One of the ways we used to help children to write was to show them how to boil stories down to their most basic plots, there is a theory that there are only seven basic stories, and then use that framework to pad out and create their own story. As I was reading this book I had started to boil it down

  • Hero is young and gets caught up in something they don’t understand
  • When older circumstances lead them to investigate what happened
  • The investigations trigger attacks but a person with different knowledge steps in to help
  • There are several skirmishes and then one big battle where eventually the hero overcomes the evil
  • Hero lives happily ever after (or something like that) or maybe they just get to live!

This is the basic structure of many a story – James Bond being one in particular – and could be called a quest as in a quest for the truth with of course many obstacles to overcome and this is what this book is.
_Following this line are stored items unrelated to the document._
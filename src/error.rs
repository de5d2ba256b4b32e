pub type MotionResult<T> = Result<T, MotionError>;

#[derive(thiserror::Error, Debug)]
pub enum MotionError {
    #[error("validation error: {0}")]
    Validation(String),

    #[error("parse error: {0}")]
    Parse(String),

    #[error(transparent)]
    Other(#[from] anyhow::Error),
}

impl MotionError {
    pub fn validation(msg: impl Into<String>) -> Self {
        Self::Validation(msg.into())
    }

    pub fn parse(msg: impl Into<String>) -> Self {
        Self::Parse(msg.into())
    }
}
//! Scroll-bound size interpolation for a fixed-position hero layer.
//!
//! The hero image shrinks continuously as the page scrolls: scroll offset
//! is normalized over a fixed distance, eased with a cubic ease-out so the
//! shrink decelerates instead of stopping abruptly, and mapped onto a pixel
//! height between the configured initial and final sizes. Unlike the reveal
//! and indicator latches this is fully reversible; scrolling back up grows
//! the hero again.

use tracing::trace;

use crate::{
    ease::{Ease, interpolate},
    error::{MotionError, MotionResult},
    geometry::Viewport,
};

/// Scroll distance over which the hero travels from initial to final size.
pub const HERO_MAX_SCROLL_PX: f64 = 1000.0;

#[derive(Clone, Copy, Debug, PartialEq, serde::Serialize, serde::Deserialize)]
pub struct HeroSizeOptions {
    /// Height at `scroll_top = 0`, in pixels.
    pub initial_height: f64,
    /// Height at and past [`HERO_MAX_SCROLL_PX`], in pixels.
    pub final_height: f64,
}

impl HeroSizeOptions {
    pub fn validate(&self) -> MotionResult<()> {
        if !(self.initial_height.is_finite() && self.final_height.is_finite()) {
            return Err(MotionError::validation("hero heights must be finite"));
        }
        if self.final_height <= 0.0 {
            return Err(MotionError::validation("hero final height must be > 0"));
        }
        if self.final_height > self.initial_height {
            return Err(MotionError::validation(
                "hero final height must not exceed initial height",
            ));
        }
        Ok(())
    }
}

#[derive(Debug)]
pub struct HeroSizeInterpolator {
    initial_px: f64,
    final_px: f64,
    height_px: f64,
}

impl HeroSizeInterpolator {
    /// The initial height is capped at the viewport height at mount time;
    /// a "full viewport" hero can simply pass a large initial height.
    pub fn new(options: HeroSizeOptions, viewport: Viewport) -> MotionResult<Self> {
        options.validate()?;
        let initial_px = options.initial_height.min(viewport.height);
        let final_px = options.final_height.min(initial_px);
        Ok(Self {
            initial_px,
            final_px,
            height_px: initial_px,
        })
    }

    /// Pure form of the mapping.
    pub fn height_at(&self, scroll_top: f64) -> f64 {
        let s = (scroll_top / HERO_MAX_SCROLL_PX).clamp(0.0, 1.0);
        interpolate(self.initial_px, self.final_px, s, Ease::OutCubic).max(self.final_px)
    }

    /// Recompute the stored height from one scroll event.
    pub fn on_scroll(&mut self, scroll_top: f64) {
        self.height_px = self.height_at(scroll_top);
        trace!(scroll_top, height_px = self.height_px, "hero resized");
    }

    pub fn height_px(&self) -> f64 {
        self.height_px
    }

    pub fn initial_px(&self) -> f64 {
        self.initial_px
    }

    pub fn final_px(&self) -> f64 {
        self.final_px
    }
}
I found the first part of the story much more interesting than the second half. A young boy is rescued from a lake where a father tries to kill them both by driving off a bridge into Moon Lake. The boy then has to live with the family until a relative can be found which takes several months. The added difficulty is that the boy is white and the family black and that this is the 50s and 60s in Texas in a town where the two do not mix. I didn’t feel that this element of the book was developed as much as it could have been and it does just peter out at the end. I also thought we got the male perspective of this black and white but not the female perspective and she was one half of the relationship.

The second half of the book was much more predictable and I had worked out the ending well before we got there so there wasn’t really the element of surprise or even real fear. I did however, enjoy the book and read it over a period of 24 hours. It just wasn’t thought provoking although it had the elements to be so.